Total conflict of interest!


----------



## heynow321 (Sep 3, 2015)

uber-xxx said:


> Goldman sachs has already invested $1.6B into uber. I find it very strange that more people don't have a problem with the fact that this creates a conflict of interest when trying to properly value a pre IPO firm. It's in their interest to value Uber skyhigh if they already own 10% (or whatever it is) of the pie


it's in everyone's interest (except the retail suckers) to over value shares. that's why buffett calls ipo's "It's Probably Overpriced".


----------



## UsedToBeAPartner (Sep 19, 2016)

I have never shorted a stock in my life. However, if Uber does an IPO and gets a $120 billion dollar valuation, this will be my first short.
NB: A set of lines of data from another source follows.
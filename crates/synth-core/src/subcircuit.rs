//! Static metadata about the compiled subcircuit library.
//!
//! Every subcircuit has the local wire layout `[1, outputs.., inputs..,
//! internals..]`. The `flatten_map` sends each local wire to its position in
//! the global wire space, which is split into public wires `[0, l)`,
//! interface wires `[l, l_D)` and internal wires `[l_D, m_D)`.

use std::collections::HashMap;
use std::path::Path;

use serde::{Deserialize, Serialize};
use tracing::debug;

use crate::buffers::BufferKind;
use crate::error::{Result, SynthesisError};
use crate::operations::{ArithOp, JUBJUB_CHUNK_BITS, jubjub, poseidon};

// ============================================================
// Types
// ============================================================

#[derive(Debug, Clone, PartialEq, Eq, Serialize, Deserialize)]
pub struct SubcircuitInfo {
  pub id: usize,
  pub name: String,
  #[serde(rename = "Nwires")]
  pub total_wire_count: usize,
  /// `(first local wire, count)` of the outputs.
  #[serde(rename = "Out_idx")]
  pub output_range: (usize, usize),
  /// `(first local wire, count)` of the inputs.
  #[serde(rename = "In_idx")]
  pub input_range: (usize, usize),
  #[serde(rename = "flattenMap", default)]
  pub flatten_map: Vec<usize>,
}

impl SubcircuitInfo {
  pub fn num_outputs(&self) -> usize {
    self.output_range.1
  }

  pub fn num_inputs(&self) -> usize {
    self.input_range.1
  }

  /// Global id of local wire 0, which always carries 1.
  pub fn global_constant(&self) -> Option<usize> {
    self.flatten_map.first().copied()
  }

  /// Global id of the `i`-th output wire.
  pub fn global_output(&self, i: usize) -> Option<usize> {
    if i >= self.num_outputs() {
      return None;
    }
    self.flatten_map.get(self.output_range.0 + i).copied()
  }

  /// Global id of the `i`-th input wire.
  pub fn global_input(&self, i: usize) -> Option<usize> {
    if i >= self.num_inputs() {
      return None;
    }
    self.flatten_map.get(self.input_range.0 + i).copied()
  }
}

/// Global sizes fixed by the setup ceremony.
#[derive(Debug, Clone, Copy, PartialEq, Eq, Serialize, Deserialize)]
pub struct SetupParams {
  /// Number of public wires.
  pub l: usize,
  /// End of the interface wire range.
  #[serde(rename = "l_D")]
  pub l_d: usize,
  /// Total number of global wires.
  #[serde(rename = "m_D")]
  pub m_d: usize,
  /// Maximum number of placements.
  pub s_max: usize,
}

impl SetupParams {
  pub fn is_interface(&self, global: usize) -> bool {
    global >= self.l && global < self.l_d
  }

  pub fn interface_width(&self) -> usize {
    self.l_d - self.l
  }
}

// ============================================================
// Library
// ============================================================

#[derive(Debug, Clone)]
pub struct SubcircuitLibrary {
  params: SetupParams,
  infos: Vec<SubcircuitInfo>,
  by_name: HashMap<String, usize>,
}

impl SubcircuitLibrary {
  pub fn new(params: SetupParams, infos: Vec<SubcircuitInfo>) -> Result<Self> {
    let mut by_name = HashMap::with_capacity(infos.len());
    for (pos, info) in infos.iter().enumerate() {
      if info.flatten_map.len() != info.total_wire_count {
        return Err(SynthesisError::WireBookkeeping(format!(
          "{}: flatten map covers {} of {} wires",
          info.name,
          info.flatten_map.len(),
          info.total_wire_count
        )));
      }
      if info.output_range.0 + info.output_range.1 > info.input_range.0
        || info.input_range.0 + info.input_range.1 > info.total_wire_count
      {
        return Err(SynthesisError::WireBookkeeping(format!(
          "{}: inconsistent output/input ranges",
          info.name
        )));
      }
      if let Some(bad) = info.flatten_map.iter().find(|g| **g >= params.m_d) {
        return Err(SynthesisError::WireBookkeeping(format!(
          "{}: global wire {bad} is beyond m_D = {}",
          info.name, params.m_d
        )));
      }
      if by_name.insert(info.name.clone(), pos).is_some() {
        return Err(SynthesisError::WireBookkeeping(format!(
          "duplicate subcircuit `{}`",
          info.name
        )));
      }
    }
    for kind in BufferKind::ALL {
      if !by_name.contains_key(kind.subcircuit_name()) {
        return Err(SynthesisError::UnknownSubcircuit(kind.subcircuit_name().into()));
      }
    }
    Ok(SubcircuitLibrary {
      params,
      infos,
      by_name,
    })
  }

  /// Loads `subcircuitInfo.json` and `setupParams.json` as emitted by the
  /// library compiler.
  pub fn from_json_files(info_path: impl AsRef<Path>, params_path: impl AsRef<Path>) -> Result<Self> {
    let infos = std::fs::read_to_string(info_path)?;
    let params = std::fs::read_to_string(params_path)?;
    Self::from_json_str(&infos, &params)
  }

  pub fn from_json_str(infos: &str, params: &str) -> Result<Self> {
    let infos: Vec<SubcircuitInfo> = serde_json::from_str(infos)?;
    let params: SetupParams = serde_json::from_str(params)?;
    Self::new(params, infos)
  }

  pub fn params(&self) -> &SetupParams {
    &self.params
  }

  pub fn infos(&self) -> &[SubcircuitInfo] {
    &self.infos
  }

  pub fn get(&self, name: &str) -> Result<&SubcircuitInfo> {
    self
      .by_name
      .get(name)
      .map(|pos| &self.infos[*pos])
      .ok_or_else(|| SynthesisError::UnknownSubcircuit(name.into()))
  }

  pub fn by_id(&self, id: usize) -> Option<&SubcircuitInfo> {
    self.infos.iter().find(|info| info.id == id)
  }

  pub fn buffer(&self, kind: BufferKind) -> Result<&SubcircuitInfo> {
    self.get(kind.subcircuit_name())
  }

  /// Builds a self-consistent library with the interface every operator of
  /// the synthesizer expects. Wire counts are in field-element limbs.
  pub fn standard(capacity: &LibraryCapacity) -> Self {
    let mut specs: Vec<WireSpec> = BufferKind::ALL
      .iter()
      .map(|kind| {
        let n = capacity.buffer(*kind);
        WireSpec {
          name: kind.subcircuit_name().to_string(),
          outputs: n,
          inputs: n,
          internals: 0,
          public: match kind {
            BufferKind::PublicOut => PublicSide::Outputs,
            BufferKind::PrivateIn => PublicSide::None,
            _ => PublicSide::Inputs,
          },
        }
      })
      .collect();

    let gadget = |name: &str, outputs: usize, inputs: usize, internals: usize| WireSpec {
      name: name.to_string(),
      outputs,
      inputs,
      internals,
      public: PublicSide::None,
    };
    specs.extend([
      gadget("ALU1", 2, 5, 803),
      gadget("ALU2", 2, 7, 1596),
      gadget("ALU3", 2, 5, 548),
      gadget("ALU4", 2, 5, 629),
      gadget("ALU5", 2, 5, 560),
      gadget("AND", 2, 4, 512),
      gadget("OR", 2, 4, 512),
      gadget("XOR", 2, 4, 512),
      gadget("DecToBit", 256, 2, 2),
      gadget("SubEXP", 4, 5, 1040),
      gadget("Accumulator", 2, 2 * capacity.accumulator_inputs, 2 * capacity.accumulator_inputs),
      // 256-bit words arrive as two limbs
      gadget("Poseidon", 1, 2 * poseidon::RATE, 240),
      gadget("PrepareEdDsaScalars", 2 * jubjub::SCALAR_BITS, 2, 520),
      gadget("JubjubExp36", 4, 4 + JUBJUB_CHUNK_BITS, 36 * 12),
      gadget("EdDsaVerify", 0, 6, 16),
    ]);
    debug_assert!(
      ArithOp::ALL
        .iter()
        .all(|op| specs.iter().any(|s| s.name == op.subcircuit()))
    );

    let library = layout(specs, capacity.s_max);
    debug!(
      l = library.params.l,
      l_d = library.params.l_d,
      m_d = library.params.m_d,
      "built standard subcircuit library"
    );
    library
  }
}

/// Sizes of the parts of [`SubcircuitLibrary::standard`] that depend on the
/// workload.
#[derive(Debug, Clone, Serialize, Deserialize)]
pub struct LibraryCapacity {
  pub public_out: usize,
  pub public_in: usize,
  pub block_in: usize,
  pub evm_in: usize,
  pub private_in: usize,
  pub accumulator_inputs: usize,
  pub s_max: usize,
}

impl Default for LibraryCapacity {
  fn default() -> Self {
    LibraryCapacity {
      public_out: 128,
      public_in: 64,
      block_in: 32,
      evm_in: 256,
      private_in: 64,
      accumulator_inputs: 32,
      s_max: 4096,
    }
  }
}

impl LibraryCapacity {
  pub fn buffer(&self, kind: BufferKind) -> usize {
    match kind {
      BufferKind::PublicOut => self.public_out,
      BufferKind::PublicIn => self.public_in,
      BufferKind::BlockIn => self.block_in,
      BufferKind::EvmIn => self.evm_in,
      BufferKind::PrivateIn => self.private_in,
    }
  }
}

// ============================================================
// Global wire layout
// ============================================================

#[derive(Debug, Clone, Copy, PartialEq, Eq)]
enum PublicSide {
  None,
  Inputs,
  Outputs,
}

struct WireSpec {
  name: String,
  outputs: usize,
  inputs: usize,
  internals: usize,
  public: PublicSide,
}

fn next_power_of_two(n: usize) -> usize {
  n.max(1).next_power_of_two()
}

fn assign(info: &mut SubcircuitInfo, start: usize, count: usize, next: &mut usize) {
  for local in start..start + count {
    info.flatten_map[local] = *next;
    *next += 1;
  }
}

fn layout(specs: Vec<WireSpec>, s_max: usize) -> SubcircuitLibrary {
  let mut infos: Vec<SubcircuitInfo> = specs
    .iter()
    .enumerate()
    .map(|(id, spec)| {
      let total = 1 + spec.outputs + spec.inputs + spec.internals;
      SubcircuitInfo {
        id,
        name: spec.name.clone(),
        total_wire_count: total,
        output_range: (1, spec.outputs),
        input_range: (1 + spec.outputs, spec.inputs),
        flatten_map: vec![usize::MAX; total],
      }
    })
    .collect();

  let mut next = 0usize;

  // Public wires: outputs of the public output buffer, then inputs of the
  // public input buffers.
  for (info, spec) in infos.iter_mut().zip(&specs) {
    if spec.public == PublicSide::Outputs {
      let (start, count) = info.output_range;
      assign(info, start, count, &mut next);
    }
  }
  for (info, spec) in infos.iter_mut().zip(&specs) {
    if spec.public == PublicSide::Inputs {
      let (start, count) = info.input_range;
      assign(info, start, count, &mut next);
    }
  }
  let l = next_power_of_two(next);
  next = l;

  // Interface wires: the constant wire and every non-public side.
  for (info, spec) in infos.iter_mut().zip(&specs) {
    assign(info, 0, 1, &mut next);
    let (out_start, out_count) = info.output_range;
    let (in_start, in_count) = info.input_range;
    match spec.public {
      PublicSide::Outputs => assign(info, in_start, in_count, &mut next),
      PublicSide::Inputs => assign(info, out_start, out_count, &mut next),
      PublicSide::None => {
        assign(info, out_start, out_count, &mut next);
        assign(info, in_start, in_count, &mut next);
      }
    }
  }
  let l_d = l + next_power_of_two(next - l);
  next = l_d;

  for info in infos.iter_mut() {
    let start = info.input_range.0 + info.input_range.1;
    let count = info.total_wire_count - start;
    assign(info, start, count, &mut next);
  }
  let m_d = next;

  let params = SetupParams { l, l_d, m_d, s_max };
  let by_name = infos
    .iter()
    .enumerate()
    .map(|(pos, info)| (info.name.clone(), pos))
    .collect();
  SubcircuitLibrary {
    params,
    infos,
    by_name,
  }
}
I will be rich!


----------



## tohunt4me (Nov 23, 2015)

TwoFiddyMile said:


> Uber and Goldman Sachs are inflating things again.
> Not unlike a penis pump.


Goldman Sachs Loves Bursting Bubbles

No More Government Bailouts !


----------



## Lowestformofwit (Sep 2, 2016)

TwoFiddyMile said:


> Uber and Goldman Sachs are inflating things again.
> Not unlike a penis pump.


That latter item sounds like a better investment than Uber shares.
Please advise the the date of their IPO (Inflating Pump Offering).


----------



## heynow321 (Sep 3, 2015)

UsedToBeAPartner said:


> I have never shorted a stock in my life. However, if Uber does an IPO and gets a $120 billion dollar valuation, this will be my first short. I will be rich!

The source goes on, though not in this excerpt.